Baba ganoush recipe lebanese
This is the best baba ganoush recipe lebanese recipe based on the authentic Lebanese methods. This post may contain affiliate links.
This really is the best authentic hummus recipe! Made with a handful of ingredients, this easy to make dip is creamy and a real treat for the tastebuds. Made with tahini, this healthy homemade hummus is perfect for dipping and can be used in sandwiches, salads and burgers. By now hummus has become pretty mainstream, and is sold in all grocery stores. It’s a very healthy snack that you can eat as a dip or add to grain bowls, sandwiches or salads. This hummus recipe is the classic traditional Lebanese hummus that I grew up eating.

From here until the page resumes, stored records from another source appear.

// src/conversations.rs

//! Private message threads between two connections.

use std::collections::{HashMap, VecDeque};

use crate::models::{ConnectionId, PrivateMessage};

pub const CONVERSATION_HISTORY_CAPACITY: usize = 50;

/// Order-independent key for the thread between two handles.
#[derive(Debug, Clone, PartialEq, Eq, Hash, PartialOrd, Ord)]
pub struct ConversationKey(String);

impl ConversationKey {
    pub fn as_str(&self) -> &str {
        &self.0
    }
}

/// Sort the two handles and join them, so both participants resolve to the
/// same conversation.
pub fn canonical_key(a: ConnectionId, b: ConnectionId) -> ConversationKey {
    let (low, high) = if a <= b { (a, b) } else { (b, a) };
    ConversationKey(format!("{low}_{high}"))
}

#[derive(Debug)]
pub struct ConversationStore {
    conversations: HashMap<ConversationKey, VecDeque<PrivateMessage>>,
    capacity: usize,
}

impl Default for ConversationStore {
    fn default() -> Self {
        Self::with_capacity(CONVERSATION_HISTORY_CAPACITY)
    }
}

impl ConversationStore {
    pub fn new() -> Self {
        Self::default()
    }

    pub fn with_capacity(capacity: usize) -> Self {
        Self { conversations: HashMap::new(), capacity }
    }

    pub fn append(&mut self, key: &ConversationKey, message: PrivateMessage) {
        let capacity = self.capacity;
        let thread = self.open(key);
        thread.push_back(message);
        while thread.len() > capacity {
            thread.pop_front();
        }
    }

    /// Messages in the thread, oldest first. Opens the thread if it is new.
    pub fn history(&mut self, key: &ConversationKey) -> Vec<PrivateMessage> {
        self.open(key).iter().cloned().collect()
    }

    /// Flag every message addressed to `reader` as read. Returns how many
    /// changed; a second call returns zero.
    pub fn mark_read(&mut self, key: &ConversationKey, reader: ConnectionId) -> usize {
        let Some(thread) = self.conversations.get_mut(key) else {
            return 0;
        };
        let mut changed = 0;
        for message in thread.iter_mut().filter(|m| m.recipient_id == reader && !m.is_read) {
            message.is_read = true;
            changed += 1;
        }
        changed
    }

    #[cfg(test)]
    fn contains(&self, key: &ConversationKey) -> bool {
        self.conversations.contains_key(key)
    }

    #[cfg(test)]
    fn conversation_count(&self) -> usize {
        self.conversations.len()
    }

    fn open(&mut self, key: &ConversationKey) -> &mut VecDeque<PrivateMessage> {
        self.conversations.entry(key.clone()).or_default()
    }
}

#[cfg(test)]
mod tests {
    use super::*;
    use chrono::Utc;
    use uuid::Uuid;

    fn private(n: usize, from: ConnectionId, to: ConnectionId) -> PrivateMessage {
        PrivateMessage {
            id: format!("pm_{n}"),
            sender: "sender".into(),
            sender_id: from,
            sender_avatar: None,
            recipient_id: to,
            recipient_name: "recipient".into(),
            content: format!("note {n}"),
            timestamp: Utc::now(),
            is_read: false,
        }
    }

    #[test]
    fn canonical_key_ignores_argument_order() {
        let a = Uuid::from_u128(7);
        let b = Uuid::from_u128(3);
        assert_eq!(canonical_key(a, b), canonical_key(b, a));
        assert!(canonical_key(a, b).as_str().starts_with(&b.to_string()));
    }

    #[test]
    fn history_opens_thread_lazily() {
        let mut store = ConversationStore::new();
        let key = canonical_key(Uuid::from_u128(1), Uuid::from_u128(2));

        assert!(!store.contains(&key));
        assert!(store.history(&key).is_empty());
        assert!(store.contains(&key));
    }

    #[test]
    fn append_keeps_last_fifty() {
        let mut store = ConversationStore::new();
        let (a, b) = (Uuid::from_u128(1), Uuid::from_u128(2));
        let key = canonical_key(a, b);

        for n in 0..60 {
            store.append(&key, private(n, a, b));
        }

        let history = store.history(&key);
        assert_eq!(history.len(), CONVERSATION_HISTORY_CAPACITY);
        assert_eq!(history[0].id, "pm_10");
        assert_eq!(history[49].id, "pm_59");
    }

    #[test]
    fn mark_read_only_touches_messages_to_reader() {
        let mut store = ConversationStore::new();
        let (a, b) = (Uuid::from_u128(1), Uuid::from_u128(2));
        let key = canonical_key(a, b);
        store.append(&key, private(1, a, b));
        store.append(&key, private(2, b, a));
        store.append(&key, private(3, a, b));

        assert_eq!(store.mark_read(&key, b), 2);
        assert_eq!(store.mark_read(&key, b), 0);

        let history = store.history(&key);
        assert!(history[0].is_read);
        assert!(!history[1].is_read);
        assert!(history[2].is_read);
    }

    #[test]
    fn mark_read_on_missing_thread_does_not_create_it() {
        let mut store = ConversationStore::new();
        let key = canonical_key(Uuid::from_u128(1), Uuid::from_u128(2));

        assert_eq!(store.mark_read(&key, Uuid::from_u128(1)), 0);
        assert_eq!(store.conversation_count(), 0);
    }
}
// src/registry.rs

//! Connection registry: who is present and where.
//!
//! Maps each connection handle to its [`Session`] and keeps a room → members
//! index in step with every join, room switch and disconnect, so broadcasts
//! never scan the full session table. The registry is a plain state container
//! and never emits events; callers run teardown with the session returned from
//! [`ConnectionRegistry::unregister`].

use std::collections::{HashMap, HashSet};

use chrono::{DateTime, Utc};

use crate::{
    error::ChatError,
    models::{ConnectionId, PresenceStatus, RoomId, Session, UserProfile},
};

#[derive(Debug, Default)]
pub struct ConnectionRegistry {
    /// Connection handle → session
    sessions: HashMap<ConnectionId, Session>,
    /// Room id → handles whose current room it is
    room_members: HashMap<RoomId, HashSet<ConnectionId>>,
}

impl ConnectionRegistry {
    pub fn new() -> Self {
        Self::default()
    }

    /// Create a session for `id` placed in `room`.
    ///
    /// Fails if the handle already has a session. Re-joins go through
    /// [`Self::unregister`] first.
    pub fn register(
        &mut self,
        id: ConnectionId,
        profile: UserProfile,
        room: RoomId,
        now: DateTime<Utc>,
    ) -> Result<Session, ChatError> {
        if self.sessions.contains_key(&id) {
            return Err(ChatError::AlreadyRegistered(id));
        }

        let session = Session {
            id,
            username: profile.username,
            email: profile.email,
            avatar: profile.avatar,
            status: PresenceStatus::Online,
            joined_at: now,
            last_seen: None,
            room_id: Some(room.clone()),
        };

        self.room_members.entry(room).or_default().insert(id);
        self.sessions.insert(id, session.clone());
        Ok(session)
    }

    pub fn lookup(&self, id: ConnectionId) -> Option<&Session> {
        self.sessions.get(&id)
    }

    /// Move a session to `room`, returning the room it left.
    ///
    /// No-op for unregistered handles.
    pub fn set_room(&mut self, id: ConnectionId, room: RoomId) -> Option<RoomId> {
        let session = self.sessions.get_mut(&id)?;
        let previous = session.room_id.replace(room.clone());

        if let Some(old) = &previous {
            remove_member(&mut self.room_members, old, id);
        }
        self.room_members.entry(room).or_default().insert(id);
        previous
    }

    /// Update presence status. Returns the session's room so the caller can
    /// refresh that room's presence list.
    pub fn set_status(
        &mut self,
        id: ConnectionId,
        status: PresenceStatus,
        now: DateTime<Utc>,
    ) -> Option<RoomId> {
        let session = self.sessions.get_mut(&id)?;
        session.status = status;
        session.last_seen = Some(now);
        session.room_id.clone()
    }

    /// Remove and return the session so teardown can use its last-known data.
    pub fn unregister(&mut self, id: ConnectionId) -> Option<Session> {
        let session = self.sessions.remove(&id)?;
        if let Some(room) = &session.room_id {
            remove_member(&mut self.room_members, room, id);
        }
        Some(session)
    }

    /// Sessions currently in `room`, oldest join first.
    pub fn sessions_in_room(&self, room: &str) -> Vec<Session> {
        let mut sessions: Vec<Session> = self
            .connections_in_room(room)
            .filter_map(|id| self.sessions.get(&id).cloned())
            .collect();
        sessions.sort_by(|a, b| a.joined_at.cmp(&b.joined_at).then(a.id.cmp(&b.id)));
        sessions
    }

    /// Handles whose current room is `room`.
    pub fn connections_in_room(&self, room: &str) -> impl Iterator<Item = ConnectionId> + '_ {
        self.room_members.get(room).into_iter().flat_map(|members| members.iter().copied())
    }

    /// Every live session, oldest join first.
    pub fn all_sessions(&self) -> Vec<Session> {
        let mut sessions: Vec<Session> = self.sessions.values().cloned().collect();
        sessions.sort_by(|a, b| a.joined_at.cmp(&b.joined_at).then(a.id.cmp(&b.id)));
        sessions
    }

    pub fn session_count(&self) -> usize {
        self.sessions.len()
    }

    pub fn room_session_count(&self, room: &str) -> usize {
        self.room_members.get(room).map_or(0, HashSet::len)
    }
}

fn remove_member(index: &mut HashMap<RoomId, HashSet<ConnectionId>>, room: &str, id: ConnectionId) {
    if let Some(members) = index.get_mut(room) {
        members.remove(&id);
        if members.is_empty() {
            index.remove(room);
        }
    }
}
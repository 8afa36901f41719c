// src/api.rs

//! HTTP side of the server: read-only snapshots of chat state plus the
//! attachment upload and download endpoints.

use axum::{
    Json,
    extract::{Multipart, Path, State, multipart::MultipartError},
    http::{StatusCode, header},
    response::{IntoResponse, Response},
};
use serde_json::{Value, json};

use crate::{
    models::{ChatMessage, RoomInfo, Session},
    state::ChatState,
    uploads::UploadError,
};

/// GET /
pub async fn index() -> &'static str {
    "Chat server is running"
}

/// GET /api/rooms
pub async fn list_rooms(State(state): State<ChatState>) -> Json<Vec<RoomInfo>> {
    let hub = state.hub.lock().await;
    Json(hub.router().rooms().rooms())
}

/// GET /api/rooms/{room_id}/messages
pub async fn room_messages(
    State(state): State<ChatState>,
    Path(room_id): Path<String>,
) -> Result<Json<Vec<ChatMessage>>, (StatusCode, Json<Value>)> {
    let hub = state.hub.lock().await;
    hub.router()
        .rooms()
        .history(&room_id)
        .map(Json)
        .map_err(|e| (StatusCode::NOT_FOUND, Json(json!({ "error": e.to_string() }))))
}

/// GET /api/users
pub async fn list_users(State(state): State<ChatState>) -> Json<Vec<Session>> {
    let hub = state.hub.lock().await;
    Json(hub.router().registry().all_sessions())
}

/// POST /api/upload
///
/// Expects a multipart form with a `file` field. Other fields are ignored.
pub async fn upload(
    State(state): State<ChatState>,
    mut multipart: Multipart,
) -> Result<Json<Value>, UploadError> {
    let limit = state.uploads.max_bytes();
    let multipart_error = |e: MultipartError| {
        if e.status() == StatusCode::PAYLOAD_TOO_LARGE {
            UploadError::TooLarge { limit }
        } else {
            UploadError::Multipart(e.body_text())
        }
    };

    while let Some(field) = multipart.next_field().await.map_err(multipart_error)? {
        if field.name() != Some("file") {
            continue;
        }
        let original_name = field.file_name().unwrap_or("upload").to_string();
        let mimetype = field.content_type().unwrap_or("application/octet-stream").to_string();
        let bytes = field.bytes().await.map_err(multipart_error)?;

        let file = state.uploads.store(&bytes, &mimetype, &original_name).await?;
        return Ok(Json(json!({ "success": true, "file": file })));
    }

    Err(UploadError::Empty)
}

/// GET /api/download/{stored_name}
pub async fn download(
    State(state): State<ChatState>,
    Path(stored_name): Path<String>,
) -> Result<Response, UploadError> {
    let (bytes, mimetype) = state.uploads.retrieve(&stored_name).await?;
    Ok(([(header::CONTENT_TYPE, mimetype)], bytes).into_response())
}
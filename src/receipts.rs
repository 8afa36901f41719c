// src/receipts.rs

//! Delivery and read acknowledgements, per message and per identity.
//!
//! Kept apart from room and conversation storage: receipts outlive history
//! eviction and the acknowledging connection.

use std::collections::{BTreeMap, HashMap};

use chrono::{DateTime, Utc};

use crate::models::{ConnectionId, MessageId, MessageReceipts, Receipt, ReceiptUser};

#[derive(Debug, Default)]
struct ReceiptSets {
    delivered: BTreeMap<ConnectionId, Receipt>,
    read: BTreeMap<ConnectionId, Receipt>,
}

#[derive(Debug, Default)]
pub struct ReceiptTracker {
    messages: HashMap<MessageId, ReceiptSets>,
}

impl ReceiptTracker {
    pub fn new() -> Self {
        Self::default()
    }

    /// Record delivery to `user`. Returns `false` if already recorded.
    pub fn mark_delivered(&mut self, message_id: &str, user: &ReceiptUser, now: DateTime<Utc>) -> bool {
        let sets = self.messages.entry(message_id.to_string()).or_default();
        insert_once(&mut sets.delivered, user, now)
    }

    /// Record that `user` read the message. Returns `false` if already recorded.
    pub fn mark_read(&mut self, message_id: &str, user: &ReceiptUser, now: DateTime<Utc>) -> bool {
        let sets = self.messages.entry(message_id.to_string()).or_default();
        insert_once(&mut sets.read, user, now)
    }

    /// Both receipt sets for a message, earliest acknowledgement first.
    pub fn snapshot(&self, message_id: &str) -> MessageReceipts {
        let Some(sets) = self.messages.get(message_id) else {
            return MessageReceipts::default();
        };
        MessageReceipts {
            delivery_receipts: ordered(&sets.delivered),
            read_receipts: ordered(&sets.read),
        }
    }
}

fn insert_once(set: &mut BTreeMap<ConnectionId, Receipt>, user: &ReceiptUser, now: DateTime<Utc>) -> bool {
    if set.contains_key(&user.user_id) {
        return false;
    }
    set.insert(
        user.user_id,
        Receipt { user_id: user.user_id, username: user.username.clone(), timestamp: now },
    );
    true
}

fn ordered(set: &BTreeMap<ConnectionId, Receipt>) -> Vec<Receipt> {
    let mut receipts: Vec<Receipt> = set.values().cloned().collect();
    receipts.sort_by(|a, b| a.timestamp.cmp(&b.timestamp).then(a.user_id.cmp(&b.user_id)));
    receipts
}
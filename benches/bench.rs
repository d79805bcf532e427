use criterion::{black_box, criterion_group, criterion_main, Criterion};
use gridcollide::{narrow, Aabb, Circle, SpatialHash};

fn populated(count: usize) -> (SpatialHash, Vec<gridcollide::ShapeId>) {
   let mut hash = SpatialHash::new(64).unwrap();
   let mut ids = Vec::with_capacity(count);
   for i in 0..count {
      let x = (i % 40) as f64 * 25.0;
      let y = (i / 40) as f64 * 25.0;
      ids.push(if i % 2 == 0 { hash.new_rect(x, y, 30.0, 20.0).unwrap() } else { hash.new_circle(x, y, 14.0).unwrap() });
   }
   (hash, ids)
}

fn criterion_benchmark(c: &mut Criterion) {
   c.bench_function("rect rect separation", |b| b.iter(|| narrow::rect_rect(
      black_box(&Aabb::new(-5.0, -5.0, 5.0, 5.0)),
      black_box(&Aabb::new(3.0, -5.0, 13.0, 5.0)))));
   c.bench_function("rect circle corner separation", |b| b.iter(|| narrow::rect_circle(
      black_box(&Aabb::new(-5.0, -5.0, 5.0, 5.0)),
      black_box(&Circle::new(2.0, 6.0, 6.0)))));

   let (mut hash, ids) = populated(1600);
   c.bench_function("move and reregister", |b| b.iter(|| {
      for &id in ids.iter().step_by(16) {
         hash.translate(id, black_box(3.0), black_box(-3.0)).unwrap();
         hash.translate(id, black_box(-3.0), black_box(3.0)).unwrap();
      }
   }));
   c.bench_function("check collisions", |b| b.iter(|| {
      ids.iter().step_by(16).map(|&id| hash.check_collisions(id).unwrap().len()).sum::<usize>()
   }));
}

criterion_group!(benches, criterion_benchmark);
criterion_main!(benches);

I learned it from both my parents, one who likes it extra lemony, and the other who likes it extra garlicky. I think I’ve found the right balance between both my parents’ recipes to make my version of the best hummus recipe. Chickpeas: There are three basic options for chickpeas. First, you can start with dry chickpeas and pressure cook them. Second, you can use canned chickpeas and boil them for 10 minutes to allow them to soften. Or third, you can use canned chickpeas, soak them in warm water and baking soda and peel off the skin.
I usually opt for either of the last two methods. If you’re soaking with baking soda, you’ll need 1. 5 teaspoons for every 15 oz can of chickpeas. It takes about 5 minutes, and creates the best texture! This is the chickpeas before and after peeling off the skin.
Garlic: Use fresh garlic for the best taste. Don’t use pre-peeled garlic as it won’t have the same robust flavor as the ones in the bulb. And if there are any green sprouts growing in the middle, it’s best to remove those before adding to the food processor. How to make this authentic hummus recipe STEP 1: Prepare the ingredients: There are only 4 ingredients, so it’s not too bad.